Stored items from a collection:
//! DirDocumentStore - one file per blob in a directory.
//!
//! Lets separate processes contend for the same document the way CI jobs
//! contend for a pull-request comment. Like the remote service it stands in
//! for, it offers no compare-and-swap: `overwrite` is last-writer-wins.
//!
//! Layout: `<dir>/<id>.html`, ids are sequential integers starting at 1.

use std::io::ErrorKind;
use std::path::{Path, PathBuf};

use async_trait::async_trait;
use tokio::io::AsyncWriteExt;
use tracing::debug;

use crate::ports::{Blob, BlobId, DocumentStore, StoreError};

const EXTENSION: &str = "html";

#[derive(Debug, Clone)]
pub struct DirDocumentStore {
    dir: PathBuf,
}

impl DirDocumentStore {
    /// Opens (creating if needed) the store directory.
    pub async fn open(dir: impl Into<PathBuf>) -> Result<Self, StoreError> {
        let dir = dir.into();
        tokio::fs::create_dir_all(&dir).await?;
        Ok(Self { dir })
    }

    pub fn dir(&self) -> &Path {
        &self.dir
    }

    fn path(&self, id: BlobId) -> PathBuf {
        self.dir.join(format!("{id}.{EXTENSION}"))
    }

    async fn ids(&self) -> Result<Vec<BlobId>, StoreError> {
        let mut ids = Vec::new();
        let mut entries = tokio::fs::read_dir(&self.dir).await?;
        while let Some(entry) = entries.next_entry().await? {
            let path = entry.path();
            if path.extension().and_then(|e| e.to_str()) != Some(EXTENSION) {
                continue;
            }
            if let Some(id) = path
                .file_stem()
                .and_then(|s| s.to_str())
                .and_then(|s| s.parse::<u64>().ok())
            {
                ids.push(BlobId::new(id));
            }
        }
        ids.sort();
        Ok(ids)
    }

    async fn read_body(&self, id: BlobId) -> Result<String, StoreError> {
        match tokio::fs::read_to_string(self.path(id)).await {
            Ok(body) => Ok(body),
            Err(e) if e.kind() == ErrorKind::NotFound => Err(StoreError::NotFound(id)),
            Err(e) => Err(e.into()),
        }
    }
}

#[async_trait]
impl DocumentStore for DirDocumentStore {
    async fn list(&self) -> Result<Vec<Blob>, StoreError> {
        let mut blobs = Vec::new();
        for id in self.ids().await? {
            match self.read_body(id).await {
                Ok(body) => blobs.push(Blob::new(id, body)),
                // Removed between read_dir and read.
                Err(StoreError::NotFound(_)) => continue,
                Err(e) => return Err(e),
            }
        }
        Ok(blobs)
    }

    async fn create(&self, body: &str) -> Result<Blob, StoreError> {
        let mut next = self.ids().await?.last().map_or(1, |id| id.get() + 1);
        loop {
            let id = BlobId::new(next);
            let opened = tokio::fs::OpenOptions::new()
                .write(true)
                .create_new(true)
                .open(self.path(id))
                .await;
            match opened {
                Ok(mut file) => {
                    file.write_all(body.as_bytes()).await?;
                    file.flush().await?;
                    debug!(blob = %id, dir = %self.dir.display(), "created blob file");
                    return Ok(Blob::new(id, body));
                }
                // Another process took this id first.
                Err(e) if e.kind() == ErrorKind::AlreadyExists => next += 1,
                Err(e) => return Err(e.into()),
            }
        }
    }

    async fn read(&self, id: BlobId) -> Result<Blob, StoreError> {
        Ok(Blob::new(id, self.read_body(id).await?))
    }

    async fn overwrite(&self, id: BlobId, body: &str) -> Result<Blob, StoreError> {
        let path = self.path(id);
        if !tokio::fs::try_exists(&path).await? {
            return Err(StoreError::NotFound(id));
        }
        // Write then rename so readers never see a half-written body.
        let tmp = self.dir.join(format!(".{id}.{}.tmp", ulid::Ulid::new()));
        tokio::fs::write(&tmp, body).await?;
        if let Err(e) = tokio::fs::rename(&tmp, &path).await {
            let _ = tokio::fs::remove_file(&tmp).await;
            return Err(e.into());
        }
        Ok(Blob::new(id, body))
    }
}
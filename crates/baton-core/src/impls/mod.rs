//! Impls - port implementations for development, tests and the demo CLI.
//!
//! A production `DocumentStore` (the code-hosting service's comment API)
//! lives outside this crate.

pub mod dir_store;
pub mod inmem_store;
pub mod manual_clock;
pub mod recording_sink;

pub use self::dir_store::DirDocumentStore;
pub use self::inmem_store::InMemoryDocumentStore;
pub use self::manual_clock::ManualClock;
pub use self::recording_sink::{NoopEventSink, RecordingEventSink};
//! InMemoryDocumentStore - development and test document store.
//!
//! Blobs live in a `Vec` behind a `Mutex`, in creation order, with ids
//! counting up from 1. Besides the `DocumentStore` port it offers synchronous
//! helpers so tests can play "another writer" from inside clock hooks, and
//! one-shot failure injection for transport error paths.

use std::sync::{Mutex, MutexGuard};
use std::sync::atomic::{AtomicUsize, Ordering};

use async_trait::async_trait;

use crate::ports::{Blob, BlobId, DocumentStore, StoreError};

#[derive(Default)]
struct State {
    blobs: Vec<Blob>,
    next_id: u64,
    fail_next: Option<StoreError>,
}

#[derive(Default)]
pub struct InMemoryDocumentStore {
    state: Mutex<State>,
    creates: AtomicUsize,
    overwrites: AtomicUsize,
}

impl InMemoryDocumentStore {
    pub fn new() -> Self {
        Self::default()
    }

    fn lock(&self) -> Result<MutexGuard<'_, State>, StoreError> {
        self.state
            .lock()
            .map_err(|e| StoreError::Other(format!("store mutex poisoned: {e}")))
    }

    /// Fails the next port call (any operation) with `error`.
    pub fn fail_next(&self, error: StoreError) {
        if let Ok(mut state) = self.lock() {
            state.fail_next = Some(error);
        }
    }

    /// Adds a blob directly, bypassing the port and its counters.
    pub fn insert(&self, body: impl Into<String>) -> BlobId {
        let body = body.into();
        match self.lock() {
            Ok(mut state) => push_blob(&mut state, body).id,
            Err(_) => BlobId::new(0),
        }
    }

    /// Replaces a body directly. Returns false for unknown ids.
    pub fn set_body(&self, id: BlobId, body: impl Into<String>) -> bool {
        let Ok(mut state) = self.lock() else {
            return false;
        };
        match state.blobs.iter_mut().find(|b| b.id == id) {
            Some(blob) => {
                blob.body = body.into();
                true
            }
            None => false,
        }
    }

    pub fn body(&self, id: BlobId) -> Option<String> {
        let state = self.lock().ok()?;
        state.blobs.iter().find(|b| b.id == id).map(|b| b.body.clone())
    }

    pub fn blobs(&self) -> Vec<Blob> {
        self.lock().map(|s| s.blobs.clone()).unwrap_or_default()
    }

    /// Creates through the port.
    pub fn create_count(&self) -> usize {
        self.creates.load(Ordering::SeqCst)
    }

    /// Overwrites through the port.
    pub fn overwrite_count(&self) -> usize {
        self.overwrites.load(Ordering::SeqCst)
    }

    fn take_failure(state: &mut State) -> Result<(), StoreError> {
        match state.fail_next.take() {
            Some(error) => Err(error),
            None => Ok(()),
        }
    }
}

fn push_blob(state: &mut State, body: String) -> Blob {
    state.next_id += 1;
    let blob = Blob::new(BlobId::new(state.next_id), body);
    state.blobs.push(blob.clone());
    blob
}

#[async_trait]
impl DocumentStore for InMemoryDocumentStore {
    async fn list(&self) -> Result<Vec<Blob>, StoreError> {
        let mut state = self.lock()?;
        Self::take_failure(&mut state)?;
        Ok(state.blobs.clone())
    }

    async fn create(&self, body: &str) -> Result<Blob, StoreError> {
        let mut state = self.lock()?;
        Self::take_failure(&mut state)?;
        self.creates.fetch_add(1, Ordering::SeqCst);
        Ok(push_blob(&mut state, body.to_string()))
    }

    async fn read(&self, id: BlobId) -> Result<Blob, StoreError> {
        let mut state = self.lock()?;
        Self::take_failure(&mut state)?;
        state
            .blobs
            .iter()
            .find(|b| b.id == id)
            .cloned()
            .ok_or(StoreError::NotFound(id))
    }

    async fn overwrite(&self, id: BlobId, body: &str) -> Result<Blob, StoreError> {
        let mut state = self.lock()?;
        Self::take_failure(&mut state)?;
        let blob = state
            .blobs
            .iter_mut()
            .find(|b| b.id == id)
            .ok_or(StoreError::NotFound(id))?;
        blob.body = body.to_string();
        self.overwrites.fetch_add(1, Ordering::SeqCst);
        Ok(blob.clone())
    }
}
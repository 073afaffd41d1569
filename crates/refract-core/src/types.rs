//! Core data types for the Refract enhancement pipeline.

use crate::error::Result;
use base64::Engine;
use serde::{Deserialize, Serialize};
use std::fmt;
use std::path::Path;

/// Prefix that marks an image reference as an inline, base64-embedded payload.
pub const EMBEDDED_IMAGE_PREFIX: &str = "data:image";

/// The kind of work the downstream image model is asked to do.
#[derive(Debug, Clone, Copy, PartialEq, Eq, Hash, Serialize, Deserialize)]
#[serde(rename_all = "lowercase")]
pub enum TaskType {
    /// Create a new image from text alone
    Generation,
    /// Modify an existing image guided by text
    Editing,
}

impl TaskType {
    /// Classify a request by whether it carries a non-empty image reference.
    pub fn from_image(image: Option<&str>) -> Self {
        match image {
            Some(image) if !image.is_empty() => TaskType::Editing,
            _ => TaskType::Generation,
        }
    }
}

impl fmt::Display for TaskType {
    fn fmt(&self, f: &mut fmt::Formatter<'_>) -> fmt::Result {
        match self {
            TaskType::Generation => f.write_str("Generation"),
            TaskType::Editing => f.write_str("Editing"),
        }
    }
}

/// One call into the enhancement pipeline.
#[derive(Debug, Clone, PartialEq, Eq, Serialize, Deserialize)]
pub struct EnhancementRequest {
    /// User prompt, possibly percent-encoded
    pub prompt: String,

    /// Downstream image model name (case-insensitive)
    pub model: String,

    /// Seed forwarded to the completion service
    pub seed: i64,

    /// Encoded image reference (data URL or remote URL) for editing tasks
    #[serde(skip_serializing_if = "Option::is_none")]
    pub image: Option<String>,
}

impl EnhancementRequest {
    /// Build a generation request (no image).
    pub fn new(prompt: impl Into<String>, model: impl Into<String>, seed: i64) -> Self {
        Self {
            prompt: prompt.into(),
            model: model.into(),
            seed,
            image: None,
        }
    }

    /// Attach an image reference, turning this into an editing request.
    pub fn with_image(mut self, image: impl Into<String>) -> Self {
        self.image = Some(image.into());
        self
    }

    /// Task type implied by the image reference.
    pub fn task(&self) -> TaskType {
        TaskType::from_image(self.image.as_deref())
    }
}

/// Returns true if `value` is an inline image payload rather than a reference.
pub fn is_embedded_image(value: &str) -> bool {
    value.starts_with(EMBEDDED_IMAGE_PREFIX)
}

/// Base64-encoded image ready to embed in a completion request.
#[derive(Debug, Clone)]
pub struct ImageInput {
    /// Base64-encoded image bytes
    pub data: String,
    /// MIME type (e.g., "image/jpeg", "image/png")
    pub media_type: String,
}

impl ImageInput {
    /// Create an `ImageInput` from raw bytes and a format or extension string.
    pub fn from_bytes(bytes: &[u8], format: &str) -> Self {
        let media_type = match format.to_ascii_lowercase().as_str() {
            "jpeg" | "jpg" => "image/jpeg",
            "png" => "image/png",
            "webp" => "image/webp",
            "gif" => "image/gif",
            other => {
                tracing::warn!("Unknown image format '{other}', defaulting to image/jpeg");
                "image/jpeg"
            }
        };

        Self {
            data: base64::engine::general_purpose::STANDARD.encode(bytes),
            media_type: media_type.to_string(),
        }
    }

    /// Read an image file, taking the format from its extension.
    ///
    /// Files without an extension are treated as JPEG.
    pub fn from_path(path: &Path) -> Result<Self> {
        let bytes = std::fs::read(path)?;
        let format = path
            .extension()
            .and_then(|ext| ext.to_str())
            .unwrap_or("jpeg");
        Ok(Self::from_bytes(&bytes, format))
    }

    /// Return a data URL suitable for OpenAI-style APIs.
    pub fn data_url(&self) -> String {
        format!("data:{};base64,{}", self.media_type, self.data)
    }
}

#[cfg(test)]
mod tests {
    use super::*;

    #[test]
    fn test_task_type_from_image() {
        assert_eq!(TaskType::from_image(None), TaskType::Generation);
        assert_eq!(TaskType::from_image(Some("")), TaskType::Generation);
        assert_eq!(
            TaskType::from_image(Some("data:image/png;base64,AAAA")),
            TaskType::Editing
        );
    }

    #[test]
    fn test_request_task() {
        let request = EnhancementRequest::new("a cat", "flux", 1);
        assert_eq!(request.task(), TaskType::Generation);
        let request = request.with_image("https://example.com/cat.png");
        assert_eq!(request.task(), TaskType::Editing);
    }

    #[test]
    fn test_is_embedded_image() {
        assert!(is_embedded_image("data:image/gif;base64,R0lGOD"));
        assert!(!is_embedded_image("https://example.com/cat.png"));
        assert!(!is_embedded_image("a cozy bookstore"));
    }

    #[test]
    fn test_image_input_from_bytes_png() {
        let input = ImageInput::from_bytes(&[0x89, 0x50, 0x4E, 0x47], "PNG");
        assert_eq!(input.media_type, "image/png");
        assert!(!input.data.is_empty());
    }

    #[test]
    fn test_image_input_from_path_uses_extension() {
        let dir = tempfile::tempdir().unwrap();
        let path = dir.path().join("pixel.png");
        std::fs::write(&path, [0x89, 0x50, 0x4E, 0x47]).unwrap();

        let input = ImageInput::from_path(&path).unwrap();
        assert_eq!(input.data_url(), "data:image/png;base64,iVBORw==");
    }

    #[test]
    fn test_image_input_from_path_missing_file_is_io_error() {
        let err = ImageInput::from_path(Path::new("/nonexistent/path/ghost.jpg")).unwrap_err();
        assert!(matches!(err, crate::error::RefractError::Io(_)));
    }

    #[test]
    fn test_image_input_data_url_is_embedded() {
        let url = ImageInput::from_bytes(&[1, 2, 3], "jpeg").data_url();
        assert!(url.starts_with("data:image/jpeg;base64,"));
        assert!(is_embedded_image(&url));
    }
}
//! HTTP completion client for the Pollinations text endpoint.
//!
//! The endpoint speaks the OpenAI chat format on the way in but answers with
//! the completion as a plain-text body, so no response parsing happens here.

use super::provider::{ChatPayload, CompletionClient};
use crate::error::EnhanceError;
use async_trait::async_trait;

/// reqwest-backed [`CompletionClient`].
pub struct PollinationsClient {
    endpoint: String,
    referer: String,
    api_key: Option<String>,
    client: reqwest::Client,
}

impl PollinationsClient {
    pub fn new(endpoint: &str, referer: &str, api_key: Option<String>) -> Self {
        Self {
            endpoint: endpoint.to_string(),
            referer: referer.to_string(),
            api_key,
            client: reqwest::Client::new(),
        }
    }

    pub fn has_credential(&self) -> bool {
        self.api_key.is_some()
    }
}

#[async_trait]
impl CompletionClient for PollinationsClient {
    fn name(&self) -> &str {
        "pollinations"
    }

    async fn complete(&self, payload: &ChatPayload) -> Result<String, EnhanceError> {
        let mut request = self
            .client
            .post(&self.endpoint)
            .header("Content-Type", "application/json")
            .header("Referer", &self.referer)
            .json(payload);

        if let Some(api_key) = &self.api_key {
            request = request.header("Authorization", format!("Bearer {api_key}"));
        }

        let resp = request.send().await.map_err(|e| EnhanceError::Network {
            message: format!("request to {} failed: {e}", self.endpoint),
        })?;

        let status = resp.status();
        if !status.is_success() {
            let body = resp.text().await.unwrap_or_default();
            return Err(EnhanceError::Transport {
                status_code: status.as_u16(),
                body,
            });
        }

        resp.text().await.map_err(|e| EnhanceError::Network {
            message: format!("failed to read response body: {e}"),
        })
    }
}

#[cfg(test)]
mod tests {
    use super::*;
    use crate::llm::provider::ChatMessage;
    use wiremock::matchers::{body_json, header, method, path};
    use wiremock::{Mock, MockServer, ResponseTemplate};

    fn payload() -> ChatPayload {
        ChatPayload {
            messages: vec![ChatMessage::system("rewrite it")],
            seed: 42,
            model: "openai".to_string(),
            temperature: 0.5,
            max_tokens: 400,
        }
    }

    #[tokio::test]
    async fn test_complete_returns_body_text() {
        let server = MockServer::start().await;
        Mock::given(method("POST"))
            .and(path("/openai"))
            .and(header("Referer", "image.pollinations.ai"))
            .and(body_json(payload()))
            .respond_with(ResponseTemplate::new(200).set_body_string("  A sunlit bookstore.\n"))
            .expect(1)
            .mount(&server)
            .await;

        let client = PollinationsClient::new(
            &format!("{}/openai", server.uri()),
            "image.pollinations.ai",
            None,
        );
        let text = client.complete(&payload()).await.unwrap();
        // Trimming is the enhancer's job; the client returns the body verbatim.
        assert_eq!(text, "  A sunlit bookstore.\n");
    }

    #[tokio::test]
    async fn test_bearer_header_sent_when_credential_present() {
        let server = MockServer::start().await;
        Mock::given(method("POST"))
            .and(header("Authorization", "Bearer secret-token"))
            .respond_with(ResponseTemplate::new(200).set_body_string("ok"))
            .expect(1)
            .mount(&server)
            .await;

        let client = PollinationsClient::new(
            &server.uri(),
            "image.pollinations.ai",
            Some("secret-token".to_string()),
        );
        assert!(client.has_credential());
        assert_eq!(client.complete(&payload()).await.unwrap(), "ok");
    }

    #[tokio::test]
    async fn test_no_authorization_header_without_credential() {
        let server = MockServer::start().await;
        Mock::given(method("POST"))
            .respond_with(ResponseTemplate::new(200).set_body_string("anonymous"))
            .mount(&server)
            .await;

        let client = PollinationsClient::new(&server.uri(), "image.pollinations.ai", None);
        assert_eq!(client.complete(&payload()).await.unwrap(), "anonymous");

        let received = server.received_requests().await.unwrap();
        assert_eq!(received.len(), 1);
        assert!(!received[0]
            .headers
            .keys()
            .any(|name| name.as_str().eq_ignore_ascii_case("authorization")));
    }

    #[tokio::test]
    async fn test_non_success_status_is_transport_fault() {
        let server = MockServer::start().await;
        Mock::given(method("POST"))
            .respond_with(ResponseTemplate::new(503).set_body_string("overloaded"))
            .mount(&server)
            .await;

        let client = PollinationsClient::new(&server.uri(), "image.pollinations.ai", None);
        match client.complete(&payload()).await {
            Err(EnhanceError::Transport { status_code, body }) => {
                assert_eq!(status_code, 503);
                assert_eq!(body, "overloaded");
            }
            other => panic!("Expected transport fault, got {other:?}"),
        }
    }

    #[tokio::test]
    async fn test_unreachable_endpoint_is_network_fault() {
        // Port 9 (discard) on localhost is not expected to accept HTTP.
        let client = PollinationsClient::new("http://127.0.0.1:9/openai", "image.pollinations.ai", None);
        let err = client.complete(&payload()).await.unwrap_err();
        assert!(matches!(err, EnhanceError::Network { .. }), "Got: {err:?}");
    }
}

Work to complete |
Once you reach the line with "or extension string." in the data above, copy it and every line after it exactly, up to and including the line with "assert_eq!(TaskType::from_image(None), TaskType::Generation);".

Reply to the exercise |
    /// Create an `ImageInput` from raw bytes and a format or extension string.
    pub fn from_bytes(bytes: &[u8], format: &str) -> Self {
        let media_type = match format.to_ascii_lowercase().as_str() {
            "jpeg" | "jpg" => "image/jpeg",
            "png" => "image/png",
            "webp" => "image/webp",
            "gif" => "image/gif",
            other => {
                tracing::warn!("Unknown image format '{other}', defaulting to image/jpeg");
                "image/jpeg"
            }
        };

        Self {
            data: base64::engine::general_purpose::STANDARD.encode(bytes),
            media_type: media_type.to_string(),
        }
    }

    /// Read an image file, taking the format from its extension.
    ///
    /// Files without an extension are treated as JPEG.
    pub fn from_path(path: &Path) -> Result<Self> {
        let bytes = std::fs::read(path)?;
        let format = path
            .extension()
            .and_then(|ext| ext.to_str())
            .unwrap_or("jpeg");
        Ok(Self::from_bytes(&bytes, format))
    }

    /// Return a data URL suitable for OpenAI-style APIs.
    pub fn data_url(&self) -> String {
        format!("data:{};base64,{}", self.media_type, self.data)
    }
}

#[cfg(test)]
mod tests {
    use super::*;

    #[test]
    fn test_task_type_from_image() {
        assert_eq!(TaskType::from_image(None), TaskType::Generation);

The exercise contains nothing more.